Bat's response spoke a whole world of feeling. He moved from his window and flung himself into a chair.
"He saved us," he went on. "Father Adam. He saved the whole of our darn outfit. How he did it I don't just know. Maybe I'll never know. He don't talk a lot. I gathered something of it from the boys. But there wasn't time for talk." He shook his grizzled head. "You see, I didn't even know he was around. And you never told me it was him brought you word from the camps. He must have been at work around from the start. He must have got hold of a bunch of the boys he knew. And when he got 'em right, why--Say, I'd have given a thousand dollars to have heard him fire his dope at that lousy gang. It must have been pretty. But they got him. And I guess that was the craziest thing they did. The fool man who could shoot up Father Adam in face of the forest-boys could only be fit for the bughouse."
He sighed. It was not for the man's madness in shooting, but for the hurt inflicted. Then a grim, vengeful smile lit his eyes.
"Why, I guess there ain't a single agent of the Skandinavia down there left with a puff of wind in his rotten carcase. The boys were plumb crazed for their blood an' got right up to their necks in it. I'm glad.
I'm--"
"Oh, forget it, man." Bull spoke sharply. "There's things we can take a joy in remembering. But this isn't one of 'em. No. The thing for us now is work. Plenty of work. The mill needs to be in full work inside a week. We haven't an hour to lose, with young Birchall coming along over. Skert's promised us power in twenty-four hours. He's at it right now. The camps on the river'll be working full, and making up lost time.
The rest's up to us right here. But--but," he added, pa.s.sing a hand nervously across his forehead, "I've got to get sleep or I'll go stark crazy."
Bat eyed the younger man seriously. It was the first time he had realised his condition. His sympathy found the rough expression of a nod.

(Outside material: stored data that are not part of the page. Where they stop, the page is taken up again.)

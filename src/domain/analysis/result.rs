//! Per-question analysis result.

use serde::Serialize;

use super::{Dominance, LevelScores, Recommendation};
use crate::domain::paper::Question;

/// Everything the pipeline derives for one question. A value; lives only
/// for the duration of the analysis run.
#[derive(Debug, Clone, PartialEq, Serialize)]
pub struct QuestionAnalysis {
    pub question: Question,
    pub scores: LevelScores,
    pub dominance: Dominance,
    pub recommendation: Recommendation,
}
/// A channel and its commitment state machine.
///
/// Owned exclusively by one [`crate::link::Link`] task; all mutation goes
/// through that task.
pub struct Channel {
    /// The channel id
    pub id: ChannelId,
    /// Negotiated parameters, immutable after funding
    pub setup: ChannelSetup,
    state: ChannelState,
    signer: Arc<dyn CommitmentSigner>,
    secp: Secp256k1<All>,
}

impl Debug for Channel {
    fn fmt(&self, f: &mut Formatter<'_>) -> core::fmt::Result {
        f.debug_struct("Channel").field("id", &self.id).field("state", &self.state).finish()
    }
}
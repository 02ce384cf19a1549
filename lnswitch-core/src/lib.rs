#![crate_name = "lightning_switch"]

//! The HTLC forwarding and channel-commitment engine for a Lightning node.
//!
//! See [`switch::Switch`] for the entry point.  Each channel is owned by a
//! [`link::Link`] task which drives the per-channel commitment protocol in
//! [`channel::Channel`]; in-flight forwards between two links are recorded
//! durably in the [`circuit::CircuitMap`].

#![forbid(unsafe_code)]
#![warn(rustdoc::broken_intra_doc_links)]
#![warn(missing_docs)]

pub use bitcoin;

/// Commitment state machine
pub mod channel;
/// Durable in-flight forwarding ledger
pub mod circuit;
/// Typed configuration for the engine
pub mod config;
/// Onion failure taxonomy and obfuscation
pub mod failure;
/// Per-channel actor
pub mod link;
/// Per-link backpressure queue
pub mod mailbox;
/// Persistence traits and models
pub mod persist;
/// External signer interface
pub mod sign;
/// Cross-link routing
pub mod switch;
/// Various utilities
pub mod util;
/// BOLT wire messages
pub mod wire;

pub use std::sync::{Arc, Weak};

/// Commonly used collection and sync aliases
pub mod prelude {
    pub use std::collections::HashMap as Map;
    pub use std::collections::HashSet as UnorderedSet;

    pub use std::collections::BTreeMap as OrderedMap;
    pub use std::collections::BTreeSet as OrderedSet;

    pub use std::sync::{Arc, Mutex, MutexGuard, Weak};

    /// Convenience trait for Send + Sync
    pub trait SendSync: Send + Sync {}
}

pub use prelude::SendSync;

#[cfg(test)]
mod commitment_exchange_tests;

"You had a h.e.l.l of a time up there," he said.
Bull laughed. There was no mirth in his laugh.
"It was tough all right. I wonder if you'd guess how tough." He shook his head. "No. You wouldn't. You reckon Father Adam's a pretty good man, but I tell you right here you don't know how good, or the thing he did for us single-handed. I know--now. He set me wise to it all, and didn't leave me a thing to do but make the trail he'd set for me. It was an easy play dealing with the fool forest-jacks who'd swallowed the Skandinavia's dope. Yes. That was easy," he added thoughtfully. "But that was just the start of the game. Father Adam had located the trail of the outfit the Skandinavia had sent and it was my job to come right up with 'em and silence 'em."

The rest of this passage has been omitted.